Introduction: Diabetic Cardiomyopathy (DbCM) is a form of HF occurring in the absence of other causes of cardiac dysfunction such as hypertension, CAD, or valvular diseases in individuals with diabetes. The ARISE-HF study is designed to investigate the efficacy of AT-001, a novel aldose reductase inhibitor, in preventing the worsening of functional capacity in patients with DbCM. Hypothesis: The impact of DbCM on quality of life is greater than previously recognized, as patients with DbCM often adopt lifestyle changes to mitigate the impact of early symptoms. The hypothesis of the present study is that avoidance of physical activities in patients with DbCM may mask the clinical presentation of structural and functional myocardial changes that have occurred.

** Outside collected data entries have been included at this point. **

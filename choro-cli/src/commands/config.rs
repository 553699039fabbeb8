//! Config command implementation - print or save the example or effective configuration

use std::path::Path;

use crate::config::Config;
use crate::error::{CliError, CliResult};

pub fn execute(config: &Config, example: bool, output: Option<&Path>) -> CliResult<String> {
    let chosen = if example { Config::default() } else { config.clone() };

    if let Some(path) = output {
        chosen.save_to_file(path).map_err(|e| CliError::config(format!("{:#}", e)))?;
        log::info!("Configuration written to {}", path.display());
        return Ok(String::new());
    }

    if example {
        return Config::example_toml().map_err(|e| CliError::config(format!("{:#}", e)));
    }
    Ok(toml::to_string_pretty(&chosen)?)
}

#[cfg(test)]
mod tests {
    use super::*;
    use tempfile::TempDir;

    #[test]
    fn test_effective_config_reflects_overrides() {
        let mut config = Config::default();
        config.render.dpi = vec![150, 600];
        let text = execute(&config, false, None).unwrap();
        let parsed: Config = toml::from_str(&text).unwrap();
        assert_eq!(parsed.render.dpi, vec![150, 600]);
    }

    #[test]
    fn test_example_ignores_loaded_config() {
        let mut config = Config::default();
        config.render.classes = 3;
        let text = execute(&config, true, None).unwrap();
        let parsed: Config = toml::from_str(&text).unwrap();
        assert_eq!(parsed.render.classes, 7);
    }

    #[test]
    fn test_output_file_is_loadable() {
        let dir = TempDir::new().unwrap();
        let path = dir.path().join("choro.toml");
        let printed = execute(&Config::default(), true, Some(path.as_path())).unwrap();
        assert!(printed.is_empty());
        let loaded = Config::load(Some(path.as_path())).unwrap();
        assert_eq!(loaded.render.dpi, vec![300]);
    }
}
use choro_core::{jenks_breaks, ColorRamp, ColorScheme, NumberFormat, ValueMap};
use rand::rngs::StdRng;
use rand::{Rng, SeedableRng};

fn random_sample(rng: &mut StdRng) -> Vec<f64> {
    let n = rng.gen_range(1..200);
    // Integer-valued so duplicates are common
    (0..n).map(|_| rng.gen_range(1..60) as f64).collect()
}

fn distinct_count(values: &[f64]) -> usize {
    let mut sorted = values.to_vec();
    sorted.sort_by(|a, b| a.total_cmp(b));
    sorted.dedup();
    sorted.len()
}

#[test]
fn breaks_are_ascending_and_end_at_max() {
    let mut rng = StdRng::seed_from_u64(7);
    for _ in 0..200 {
        let values = random_sample(&mut rng);
        let k = rng.gen_range(1..10);
        let breaks = jenks_breaks(&values, k);

        let max = values.iter().copied().fold(f64::MIN, f64::max);
        assert_eq!(breaks.max(), Some(max));
        assert!(breaks.as_slice().windows(2).all(|w| w[0] < w[1]), "{:?}", breaks);
        assert!(breaks.len() <= k);
        assert!(breaks.as_slice().iter().all(|b| values.contains(b)));
    }
}

#[test]
fn break_count_is_min_of_k_and_distinct() {
    let mut rng = StdRng::seed_from_u64(11);
    for _ in 0..200 {
        let values = random_sample(&mut rng);
        let k = rng.gen_range(1..10);
        let breaks = jenks_breaks(&values, k);
        assert_eq!(breaks.len(), k.min(distinct_count(&values)), "k={} values={:?}", k, values);
    }
}

#[test]
fn classification_is_deterministic_and_order_free() {
    let mut rng = StdRng::seed_from_u64(23);
    for _ in 0..50 {
        let mut values = random_sample(&mut rng);
        let first = jenks_breaks(&values, 5);
        assert_eq!(first, jenks_breaks(&values, 5));
        values.reverse();
        assert_eq!(first, jenks_breaks(&values, 5));
    }
}

#[test]
fn color_lookup_is_monotone() {
    let mut rng = StdRng::seed_from_u64(99);
    let ramp = ColorRamp::yl_or_rd();
    for _ in 0..30 {
        let values = random_sample(&mut rng);
        let map: ValueMap = values.iter().enumerate().map(|(i, v)| (i.to_string(), *v)).collect();
        let scheme = ColorScheme::continuous(map, ramp.clone(), 7, NumberFormat::count());

        let mut order: Vec<usize> = (0..values.len()).collect();
        order.sort_by(|&a, &b| values[a].total_cmp(&values[b]));
        let position = |id: usize| {
            let color = scheme.fill_for(&id.to_string());
            ramp.colors().iter().position(|c| *c == color).unwrap()
        };
        let classes: Vec<usize> = order.iter().map(|&i| position(i)).collect();
        assert!(classes.windows(2).all(|w| w[0] <= w[1]), "{:?}", classes);
    }
}
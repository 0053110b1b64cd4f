use serde::{Deserialize, Serialize};

/// Uniformly sampled PPG recording for one subject.
#[derive(Debug, Clone, Serialize, Deserialize)]
pub struct TimeSeries {
    /// Uniform sampling frequency in Hz
    pub fs: f64,
    /// Samples
    pub data: Vec<f64>,
}

impl TimeSeries {
    pub fn new(fs: f64, data: Vec<f64>) -> Self {
        Self { fs, data }
    }
    pub fn len(&self) -> usize {
        self.data.len()
    }
    pub fn is_empty(&self) -> bool {
        self.data.is_empty()
    }
    pub fn duration(&self) -> f64 {
        self.data.len() as f64 / self.fs
    }
}

/// Point events on a timeline (detected systolic peaks, as sample indices).
#[derive(Debug, Clone, Default, Serialize, Deserialize, PartialEq, Eq)]
pub struct Events {
    pub indices: Vec<usize>,
}

impl Events {
    pub fn from_indices(indices: Vec<usize>) -> Self {
        Self { indices }
    }

    pub fn is_strictly_increasing(&self) -> bool {
        self.indices.windows(2).all(|w| w[0] < w[1])
    }
}

/// Inter-beat intervals in milliseconds.
#[derive(Debug, Clone, Default, Serialize, Deserialize, PartialEq)]
pub struct IbiSeries {
    pub ibi_ms: Vec<f64>,
}

impl IbiSeries {
    pub fn from_events(events: &Events, fs: f64) -> Self {
        let scale = 1000.0 / fs;
        let ibi_ms = events
            .indices
            .windows(2)
            .map(|w| (w[1] as f64 - w[0] as f64) * scale)
            .collect();
        Self { ibi_ms }
    }

    pub fn len(&self) -> usize {
        self.ibi_ms.len()
    }
    pub fn is_empty(&self) -> bool {
        self.ibi_ms.is_empty()
    }
    pub fn as_slice(&self) -> &[f64] {
        &self.ibi_ms
    }
}
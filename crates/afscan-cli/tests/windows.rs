mod common;

use assert_cmd::cargo::cargo_bin_cmd;
use common::{path_str, regular_subject};
use serde::Deserialize;
use std::{error::Error, fs};

#[derive(Deserialize)]
struct WindowLine {
    start: usize,
    start_s: f64,
    af_detected: Option<bool>,
    skipped: Option<String>,
}

#[derive(Deserialize)]
struct IbiOutput {
    length: usize,
    ibi_ms: Vec<f64>,
}

fn parse_lines(stdout: &[u8]) -> Result<Vec<WindowLine>, Box<dyn Error>> {
    let text = String::from_utf8(stdout.to_vec())?;
    let mut lines = Vec::new();
    for line in text.lines().filter(|l| !l.trim().is_empty()) {
        lines.push(serde_json::from_str(line)?);
    }
    Ok(lines)
}

#[test]
fn windows_lists_every_full_window() -> Result<(), Box<dyn Error>> {
    let dir = tempfile::tempdir()?;
    let steady = regular_subject(dir.path(), "steady.csv", 42.0);
    let mut cmd = cargo_bin_cmd!("afscan");
    cmd.args(["windows", "--input", &path_str(&steady)]);
    let out = cmd.assert().success().get_output().stdout.clone();
    let lines = parse_lines(&out)?;
    // 5250 samples: starts 0, 625, 1250; 1875 + 3750 would overrun
    let starts: Vec<usize> = lines.iter().map(|l| l.start).collect();
    assert_eq!(starts, vec![0, 625, 1250]);
    assert_eq!(lines[2].start_s, 10.0);
    for line in &lines {
        assert_eq!(line.af_detected, Some(false));
        assert!(line.skipped.is_none());
    }
    Ok(())
}

#[test]
fn windows_honours_config_file() -> Result<(), Box<dyn Error>> {
    let dir = tempfile::tempdir()?;
    let steady = regular_subject(dir.path(), "steady.csv", 40.0);
    let config = dir.path().join("screening.toml");
    fs::write(&config, "segment_s = 20.0\nstep_s = 5.0\n")?;
    let mut cmd = cargo_bin_cmd!("afscan");
    cmd.args([
        "windows",
        "--input",
        &path_str(&steady),
        "--config",
        &path_str(&config),
    ]);
    let out = cmd.assert().success().get_output().stdout.clone();
    assert_eq!(parse_lines(&out)?.len(), 5);

    // flags override the file
    let mut cmd = cargo_bin_cmd!("afscan");
    cmd.args([
        "windows",
        "--input",
        &path_str(&steady),
        "--config",
        &path_str(&config),
        "--step-s",
        "10",
    ]);
    let out = cmd.assert().success().get_output().stdout.clone();
    assert_eq!(parse_lines(&out)?.len(), 3);
    Ok(())
}

#[test]
fn windows_reports_skipped_segments() -> Result<(), Box<dyn Error>> {
    let dir = tempfile::tempdir()?;
    let path = dir.path().join("flat.csv");
    let mut text = String::from("PPG\n");
    for _ in 0..(35 * 125) {
        text.push_str("0.5\n");
    }
    fs::write(&path, text)?;
    let mut cmd = cargo_bin_cmd!("afscan");
    cmd.args(["windows", "--input", &path_str(&path)]);
    let out = cmd.assert().success().get_output().stdout.clone();
    let lines = parse_lines(&out)?;
    assert_eq!(lines.len(), 2);
    for line in &lines {
        assert!(line.af_detected.is_none());
        let reason = line.skipped.as_deref().unwrap_or_default();
        assert!(reason.contains("flat"), "unexpected reason {reason}");
    }
    Ok(())
}

#[test]
fn extract_ibi_recovers_steady_rhythm() -> Result<(), Box<dyn Error>> {
    let dir = tempfile::tempdir()?;
    let steady = regular_subject(dir.path(), "steady.csv", 20.0);
    let mut cmd = cargo_bin_cmd!("afscan");
    cmd.args([
        "extract-ibi",
        "--input",
        &path_str(&steady),
        "--start",
        "300",
        "--length",
        "1250",
    ]);
    let out = cmd.assert().success().get_output().stdout.clone();
    let ibi: IbiOutput = serde_json::from_slice(&out)?;
    assert_eq!(ibi.length, 1250);
    assert!(ibi.ibi_ms.len() >= 10, "{:?}", ibi.ibi_ms);
    for v in ibi.ibi_ms {
        assert!((v - 800.0).abs() <= 16.0, "interval {v}");
    }
    Ok(())
}

#[test]
fn extract_ibi_fails_on_rejected_segment() -> Result<(), Box<dyn Error>> {
    let dir = tempfile::tempdir()?;
    let path = dir.path().join("flat.csv");
    fs::write(&path, format!("PPG\n{}", "1.0\n".repeat(500)))?;
    let mut cmd = cargo_bin_cmd!("afscan");
    cmd.args(["extract-ibi", "--input", &path_str(&path)]);
    cmd.assert().failure();
    Ok(())
}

Methods: The objective of the study was to investigate the physical activity levels in individuals with DbCM. We included patients with T2DM, age ≥60 years (or age ≥40 to <60 years with duration of diabetes ≥10 years or eGFR <60 mL/min/1.73 m 2 ), LVEF ≥45% in the presence of either elevated NTproBNP levels or elevated hs-cTn or echocardiographic abnormalities. Patients enrolled in the study had an impaired functional capacity measured as peak VO 2 < 75% of predicted normal. Patients completed the Physical Activity Scale (PASE) questionnaire, a validated test designed to measure the amount of physical activity carried out during the prior week. Exclusion criteria included prior diagnosis of overt HF, history of CVD leading to cardiac dysfunction, elevated BP levels, and uncontrolled 2TDM (HbA1c>8.5%). Results: We evaluated 363 patients (mean age 67.5 + 7.1 years, 47% female, BMI 30.3 + 4.6, NTproBNP 113.4 + 252.7 pg/mL, and HbA1c 7.0 + 0.8%) with diagnosis of DbCM. PASE score (mean 157.9 + 94) was indicative of reduced physical activity and was associated (p<0.001) with peak VO 2 uptake (r= 0.31), underscoring the relationship between functional capacity and physical activity level. Conclusions: DbCM is a form of HF leading to decreased cardiac functional capacity. Many patients with DbCM have reduced their daily physical activities to mitigate the presentation of symptoms of fatigue; however, their quality of life is significantly affected by the disease even before the progression to overt HF.